Forte de cette frappante découverte, je me suis interrogée sur les raisons d’une telle différence de comportement. En observant les femmes autour de moi, j’ai commencé à déceler d’autres différences. J’ai vu des poils, beaucoup de poils. Sur les jambes, sous les bras. Des poils que je n’avais vus, jusqu’à maintenant, que sur les corps des néo-hippies de mon université. J’ai vu du gras aussi. Pas du gras dissimulé dans des tenues « pour femmes rondes », mais laissé à l’air libre, mini short et crop top à l’appui. Et puis j’ai vu des voiles, portés de différentes manières, des cheveux rasés, des femmes trans, des perruques en tout genre…

En fait, j’ai surtout vu des femmes qui n’avaient pas l’air de porter au quotidien ce que beaucoup de Françaises s’imposent : la nécessité, peut-être, de correspondre à cette « parisienne » chic, mince, discrète et intemporelle. Cette parisienne qui, dans le fond, n’impressionne plus que les rédactrices en chef de quelques magazines régime-mode-horoscope, qui jugent depuis bien trop longtemps la femme sur l’échelle Inès-de-la-Fressange.

J’ai fait part de ce constat à mon homme : les femmes ne seraient donc pas ces ennemies intimes sur lesquelles, depuis fort longtemps, et sauf exception, j’avais fait une croix. Il se trouve que mon homme vient d’un pays qui a longtemps été colonisé. « Il faut croire que les Montréalaises ne souffrent plus du complexe du colonisé », m’a-t-il répondu sans plus de précaution.

 

On parle du complexe du colonisé lorsqu’un membre d’une minorité opprimée a plus intérêt à se plier aux normes de la communauté dominante, plutôt qu’à faire preuve de solidarité envers un autre membre de sa minorité. C’est un policier d’origine maghrébine qui va lui-même pratiquer le contrôle au faciès envers des personnes arabes ; c’est un portier haïtien noir qui va faire subir un véritable interrogatoire à un couple congolais avant de les laisser entrer dans l’immeuble dont il a la charge. Ce sont, en somme, des préjugés nés dans la communauté dominante qui sont intériorisés, souvent inconsciemment, par certains membres de telle ou telle minorité.

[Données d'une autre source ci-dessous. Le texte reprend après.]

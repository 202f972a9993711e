//! Comparison assertions
//!
//! Every `expect_*` function either returns silently or records one
//! non-fatal failure on the context and returns; the calling case keeps
//! running. Failures share one three-line shape:
//!
//! ```text
//! <msg>:
//!     actual:   <actual>
//!     expected: <expected>
//! ```
//!
//! Other tests may parse or snapshot this text, so its layout is fixed.

use crate::context::TestContext;
use crate::deep::{self, CaptureError};
use crate::format::{self, Format, WithType};
use crate::panic::{guard, PanicPayload};
use serde::Serialize;
use std::any::type_name;
use std::fmt;
use thiserror::Error;

/// Message used when the caller does not supply one.
pub const DEFAULT_MESSAGE: &str = "unexpected value";

/// Appended to the message when a recovered panic carried no error.
pub const NO_PANIC_ERROR_SUFFIX: &str = " (panic didn't return error)";

/// Shown as `actual` when a guarded block did not panic at all.
const NOTHING_RECOVERED: &str = "<no panic>";

/// Errors raised while comparing, as opposed to comparison mismatches.
#[derive(Error, Debug)]
pub enum CompareError {
    #[error("cannot serialize {side} value: {source}")]
    Serialize {
        side: &'static str,
        #[source]
        source: CaptureError,
    },
}

/// One rendered assertion failure.
#[derive(Debug, Clone, PartialEq, Eq)]
pub struct FailureReport {
    pub message: String,
    pub actual: String,
    pub expected: String,
}

impl FailureReport {
    /// Render both values with the same format.
    pub fn new<T, F>(message: impl Into<String>, actual: &T, expected: &T, format: &F) -> Self
    where
        T: ?Sized,
        F: Format<T>,
    {
        Self {
            message: message.into(),
            actual: format.render(actual),
            expected: format.render(expected),
        }
    }
}

impl fmt::Display for FailureReport {
    fn fmt(&self, f: &mut fmt::Formatter<'_>) -> fmt::Result {
        write!(
            f,
            "{}:\n    actual:   {}\n    expected: {}",
            self.message, self.actual, self.expected
        )
    }
}

fn message_or_default(msg: Option<&str>) -> &str {
    msg.unwrap_or(DEFAULT_MESSAGE)
}

fn signal<C>(ctx: &mut C, report: FailureReport)
where
    C: TestContext + ?Sized,
{
    tracing::debug!(
        test = ctx.name(),
        actual = %report.actual,
        expected = %report.expected,
        "assertion failed"
    );
    ctx.error(report.to_string());
}

/// Fail unless `actual == expected`. Values render with `{:?}`.
///
/// Strings therefore show up quoted and escaped (`actual:   "a"`). Pass
/// [`format::Display`] to [`expect_eqf`] for the bare text.
pub fn expect_eq<C, T>(ctx: &mut C, actual: T, expected: T, msg: Option<&str>)
where
    C: TestContext + ?Sized,
    T: PartialEq + fmt::Debug,
{
    expect_eqf(ctx, actual, expected, format::Debug, msg);
}

/// Fail unless `actual == expected`, rendering both sides with `format`.
///
/// ```
/// use casework::{expect_eqf, Harness, HexByte};
///
/// let mut t = Harness::new("registers");
/// expect_eqf(&mut t, 0x0au8, 0x0bu8, HexByte, Some("status register"));
/// assert_eq!(
///     t.failures()[0],
///     "status register:\n    actual:   0xa\n    expected: 0xb"
/// );
/// ```
pub fn expect_eqf<C, T, F>(ctx: &mut C, actual: T, expected: T, format: F, msg: Option<&str>)
where
    C: TestContext + ?Sized,
    T: PartialEq,
    F: Format<T>,
{
    if actual != expected {
        let report = FailureReport::new(message_or_default(msg), &actual, &expected, &format);
        signal(ctx, report);
    }
}

/// Fail unless `value` is `true`.
pub fn expect_true<C>(ctx: &mut C, value: bool, msg: Option<&str>)
where
    C: TestContext + ?Sized,
{
    expect_eq(ctx, value, true, msg);
}

/// Fail unless `value` is `false`.
pub fn expect_false<C>(ctx: &mut C, value: bool, msg: Option<&str>)
where
    C: TestContext + ?Sized,
{
    expect_eq(ctx, value, false, msg);
}

/// Structural equality without a `PartialEq` bound.
///
/// Both values must have the same type and capture to equal value trees
/// (see [`crate::deep`]).
pub fn deep_equal<A, E>(actual: &A, expected: &E) -> Result<bool, CompareError>
where
    A: Serialize + ?Sized,
    E: Serialize + ?Sized,
{
    if type_name::<A>() != type_name::<E>() {
        return Ok(false);
    }
    let actual = deep::capture(actual).map_err(|source| CompareError::Serialize {
        side: "actual",
        source,
    })?;
    let expected = deep::capture(expected).map_err(|source| CompareError::Serialize {
        side: "expected",
        source,
    })?;
    Ok(actual == expected)
}

/// Fail unless `actual` and `expected` are deeply equal (see [`deep_equal`]).
///
/// Both sides render as `<value> (<type>)`.
pub fn expect_deep_eq<C, A, E>(ctx: &mut C, actual: &A, expected: &E, msg: Option<&str>)
where
    C: TestContext + ?Sized,
    A: Serialize + fmt::Debug + ?Sized,
    E: Serialize + fmt::Debug + ?Sized,
{
    let message = match deep_equal(actual, expected) {
        Ok(true) => return,
        Ok(false) => message_or_default(msg).to_string(),
        Err(err) => format!("{} ({})", message_or_default(msg), err),
    };
    let report = FailureReport {
        message,
        actual: WithType::<_, A>::new(format::Debug).render(actual),
        expected: WithType::<_, E>::new(format::Debug).render(expected),
    };
    signal(ctx, report);
}

/// Check the payload recovered by a containment boundary.
///
/// Call this only with the result of a guarded block, e.g.
/// `guard(|| code_under_test()).err()`; `None` means the block did not
/// panic. An error-shaped payload must have the text `text`. Anything else
/// fails with the message suffixed by `(panic didn't return error)` and the
/// raw payload shown as `actual`.
pub fn expect_panic_err_eq<C>(
    ctx: &mut C,
    recovered: Option<&PanicPayload>,
    text: &str,
    msg: Option<&str>,
) where
    C: TestContext + ?Sized,
{
    match recovered.and_then(PanicPayload::as_error) {
        Some(err) => expect_eqf(ctx, err.to_string(), text.to_string(), format::Display, msg),
        None => {
            let message = format!("{}{}", message_or_default(msg), NO_PANIC_ERROR_SUFFIX);
            let actual = recovered
                .map(|payload| payload.to_string())
                .unwrap_or_else(|| NOTHING_RECOVERED.to_string());
            signal(
                ctx,
                FailureReport {
                    message,
                    actual,
                    expected: text.to_string(),
                },
            );
        }
    }
}

/// Run `f` in its own containment boundary and check what it panicked with.
pub fn expect_panic_err_eq_in<C, F>(ctx: &mut C, f: F, text: &str, msg: Option<&str>)
where
    C: TestContext + ?Sized,
    F: FnOnce(),
{
    let recovered = match guard(f) {
        Ok(()) => None,
        Err(payload) if payload.is_fatal_stop() => payload.resume(),
        Err(payload) => Some(payload),
    };
    expect_panic_err_eq(ctx, recovered.as_ref(), text, msg);
}
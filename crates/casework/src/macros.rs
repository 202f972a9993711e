/// Implement [`Suite`](crate::Suite) for a type from a list of its methods.
///
/// Cases are `fn(&self, &mut dyn TestContext)` methods and run under their
/// method names. The optional `setup` method is `fn(&self)` and is registered
/// as the suite's `Setup` operation.
///
/// ```
/// use casework::{suite, Suite, TestContext};
///
/// struct Parser;
///
/// impl Parser {
///     fn reset(&self) {}
///     fn empty_input(&self, _t: &mut dyn TestContext) {}
///     fn nested_lists(&self, _t: &mut dyn TestContext) {}
/// }
///
/// suite!(Parser {
///     setup: reset,
///     cases: [empty_input, nested_lists],
/// });
///
/// let names: Vec<_> = Parser::operations().names().map(String::from).collect();
/// assert_eq!(names, ["Setup", "empty_input", "nested_lists"]);
/// ```
#[macro_export]
macro_rules! suite {
    ($suite:ty { setup: $setup:ident, cases: [$($case:ident),* $(,)?] $(,)? }) => {
        impl $crate::Suite for $suite {
            fn operations() -> $crate::Operations<Self> {
                $crate::Operations::new()
                    .setup(<$suite>::$setup)
                    $(.case(stringify!($case), <$suite>::$case))*
            }
        }
    };
    ($suite:ty { cases: [$($case:ident),* $(,)?] $(,)? }) => {
        impl $crate::Suite for $suite {
            fn operations() -> $crate::Operations<Self> {
                $crate::Operations::new()
                    $(.case(stringify!($case), <$suite>::$case))*
            }
        }
    };
}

Alors, en France, les femmes en seraient-elles encore à jouer le jeu du mâle dominant ? Auraient-elles encore plus à gagner à voir a priori les autres femmes comme des rivales-hystériques-incapables plutôt que comme des alliées, ou simplement des êtres neutres ? Si tel est le cas, la situation des femmes est-elle si différente en France et au Canada ? Difficile de répondre à cette question, les leviers qui tendent à dominer les femmes étant subtiles et pernicieux. Bien sûr, le Québec n’est pas un modèle de vertu absolue.

 

Le salaire des femmes est toujours inférieur à celui des hommes, les femmes sont les plus touchées, et de loin, par les agressions sexuelles et les violences conjugales, et leur présence dans les sphères décisionnelles est bien inférieure à celle de leurs homologues masculins. Bref, rien de nouveau sous le soleil, même si les choses évoluent lentement.

 

D’un point de vue individuel cependant, j’observe que mes choix quotidiens ont évolué depuis mon arrivée en terres québécoises : est-ce que je peux passer en jupe devant un groupe de plusieurs hommes sans me sentir déshabillée ? Oui. Est-ce que je peux faire du yoga dans les parcs, écarter les jambes, y faire le grand écart, sans me sentir sexualisée ? Oui. Est-ce que je peux faire du vélo en short parce qu’il fait 35°C sans avoir l’impression d’effectuer un acte militant ? Absolument. Je n’aurais jamais fait de tels choix dans ma vie parisienne. Ou alors seulement les jours où j’étais sûre de passer ma journée entourée d’hommes, ou bien parce que j’étais d’humeur à « provoquer » : comme si porter un vêtement court relevait d’une quelconque pugnacité.

 

Le temps autrefois accordé à s’interroger sur le caractère provocant ou non de telle ou telle tenue, ou sur le bien-fondé de passer par telle ou telle rue, est alloué à autre chose. Débarrassée des regards et des remarques parasites qui constituent le harcèlement de rue, j’ai l’impression de pouvoir me concentrer sur autre chose. Me faire des copines par exemple.